__Your objective__. Every record below, from the first line to the last, is to be set down again exactly.
===
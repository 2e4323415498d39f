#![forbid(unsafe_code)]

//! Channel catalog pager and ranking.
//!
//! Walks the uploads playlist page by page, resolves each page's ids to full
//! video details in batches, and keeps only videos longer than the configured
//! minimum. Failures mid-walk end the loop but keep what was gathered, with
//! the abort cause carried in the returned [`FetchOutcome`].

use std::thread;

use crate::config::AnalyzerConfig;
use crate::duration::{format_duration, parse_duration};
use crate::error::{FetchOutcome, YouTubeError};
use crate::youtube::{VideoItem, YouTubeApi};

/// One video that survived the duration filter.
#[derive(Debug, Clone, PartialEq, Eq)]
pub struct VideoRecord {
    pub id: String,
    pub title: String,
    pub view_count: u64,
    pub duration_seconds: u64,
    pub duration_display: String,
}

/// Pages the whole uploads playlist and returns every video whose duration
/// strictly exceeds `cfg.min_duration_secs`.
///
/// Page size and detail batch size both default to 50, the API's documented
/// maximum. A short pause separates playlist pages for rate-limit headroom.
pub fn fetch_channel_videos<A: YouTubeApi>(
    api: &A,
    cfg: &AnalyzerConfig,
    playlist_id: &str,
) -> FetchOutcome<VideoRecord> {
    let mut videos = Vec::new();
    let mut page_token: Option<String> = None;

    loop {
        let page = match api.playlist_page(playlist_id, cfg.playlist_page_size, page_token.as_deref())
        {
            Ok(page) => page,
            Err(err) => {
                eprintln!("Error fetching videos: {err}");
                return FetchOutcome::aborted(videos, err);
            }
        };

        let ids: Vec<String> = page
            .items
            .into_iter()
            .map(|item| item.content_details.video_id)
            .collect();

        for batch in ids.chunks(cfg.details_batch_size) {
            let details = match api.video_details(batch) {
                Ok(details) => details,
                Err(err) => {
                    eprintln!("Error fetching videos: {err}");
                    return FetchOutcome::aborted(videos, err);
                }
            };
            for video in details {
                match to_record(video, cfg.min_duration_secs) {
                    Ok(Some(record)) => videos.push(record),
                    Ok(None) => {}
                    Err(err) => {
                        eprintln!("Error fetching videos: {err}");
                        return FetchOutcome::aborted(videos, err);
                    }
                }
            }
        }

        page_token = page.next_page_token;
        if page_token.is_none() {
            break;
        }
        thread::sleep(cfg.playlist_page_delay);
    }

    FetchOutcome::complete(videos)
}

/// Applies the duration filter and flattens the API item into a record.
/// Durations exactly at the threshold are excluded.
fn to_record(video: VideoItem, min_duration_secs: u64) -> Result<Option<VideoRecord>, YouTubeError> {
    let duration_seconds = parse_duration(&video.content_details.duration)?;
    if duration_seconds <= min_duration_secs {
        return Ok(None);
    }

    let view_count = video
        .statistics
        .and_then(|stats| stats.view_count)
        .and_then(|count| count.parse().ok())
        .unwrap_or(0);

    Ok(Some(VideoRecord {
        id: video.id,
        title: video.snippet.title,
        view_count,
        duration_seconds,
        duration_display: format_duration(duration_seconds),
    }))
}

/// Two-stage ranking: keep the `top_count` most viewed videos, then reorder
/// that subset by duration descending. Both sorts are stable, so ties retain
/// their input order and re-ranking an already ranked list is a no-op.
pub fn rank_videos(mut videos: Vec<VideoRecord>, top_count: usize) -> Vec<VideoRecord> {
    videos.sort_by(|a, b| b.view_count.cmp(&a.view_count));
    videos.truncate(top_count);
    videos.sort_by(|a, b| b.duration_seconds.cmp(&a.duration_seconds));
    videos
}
===
__Answer to this task__.
repository 2e4323415498d39f
#![forbid(unsafe_code)]

//! Channel catalog pager and ranking.
//!
//! Walks the uploads playlist page by page, resolves each page's ids to full
//! video details in batches, and keeps only videos longer than the configured
//! minimum. Failures mid-walk end the loop but keep what was gathered, with
//! the abort cause carried in the returned [`FetchOutcome`].

use std::thread;

use crate::config::AnalyzerConfig;
use crate::duration::{format_duration, parse_duration};
use crate::error::{FetchOutcome, YouTubeError};
use crate::youtube::{VideoItem, YouTubeApi};

/// One video that survived the duration filter.
#[derive(Debug, Clone, PartialEq, Eq)]
pub struct VideoRecord {
    pub id: String,
    pub title: String,
    pub view_count: u64,
    pub duration_seconds: u64,
    pub duration_display: String,
}

/// Pages the whole uploads playlist and returns every video whose duration
/// strictly exceeds `cfg.min_duration_secs`.
///
/// Page size and detail batch size both default to 50, the API's documented
/// maximum. A short pause separates playlist pages for rate-limit headroom.
pub fn fetch_channel_videos<A: YouTubeApi>(
    api: &A,
    cfg: &AnalyzerConfig,
    playlist_id: &str,
) -> FetchOutcome<VideoRecord> {
    let mut videos = Vec::new();
    let mut page_token: Option<String> = None;

    loop {
        let page = match api.playlist_page(playlist_id, cfg.playlist_page_size, page_token.as_deref())
        {
            Ok(page) => page,
            Err(err) => {
                eprintln!("Error fetching videos: {err}");
                return FetchOutcome::aborted(videos, err);
            }
        };

        let ids: Vec<String> = page
            .items
            .into_iter()
            .map(|item| item.content_details.video_id)
            .collect();

        for batch in ids.chunks(cfg.details_batch_size) {
            let details = match api.video_details(batch) {
                Ok(details) => details,
                Err(err) => {
                    eprintln!("Error fetching videos: {err}");
                    return FetchOutcome::aborted(videos, err);
                }
            };
            for video in details {
                match to_record(video, cfg.min_duration_secs) {
                    Ok(Some(record)) => videos.push(record),
                    Ok(None) => {}
                    Err(err) => {
                        eprintln!("Error fetching videos: {err}");
                        return FetchOutcome::aborted(videos, err);
                    }
                }
            }
        }

        page_token = page.next_page_token;
        if page_token.is_none() {
            break;
        }
        thread::sleep(cfg.playlist_page_delay);
    }

    FetchOutcome::complete(videos)
}

/// Applies the duration filter and flattens the API item into a record.
/// Durations exactly at the threshold are excluded.
fn to_record(video: VideoItem, min_duration_secs: u64) -> Result<Option<VideoRecord>, YouTubeError> {
    let duration_seconds = parse_duration(&video.content_details.duration)?;
    if duration_seconds <= min_duration_secs {
        return Ok(None);
    }

    let view_count = video
        .statistics
        .and_then(|stats| stats.view_count)
        .and_then(|count| count.parse().ok())
        .unwrap_or(0);

    Ok(Some(VideoRecord {
        id: video.id,
        title: video.snippet.title,
        view_count,
        duration_seconds,
        duration_display: format_duration(duration_seconds),
    }))
}

/// Two-stage ranking: keep the `top_count` most viewed videos, then reorder
/// that subset by duration descending. Both sorts are stable, so ties retain
/// their input order and re-ranking an already ranked list is a no-op.
pub fn rank_videos(mut videos: Vec<VideoRecord>, top_count: usize) -> Vec<VideoRecord> {
    videos.sort_by(|a, b| b.view_count.cmp(&a.view_count));
    videos.truncate(top_count);
    videos.sort_by(|a, b| b.duration_seconds.cmp(&a.duration_seconds));
    videos
}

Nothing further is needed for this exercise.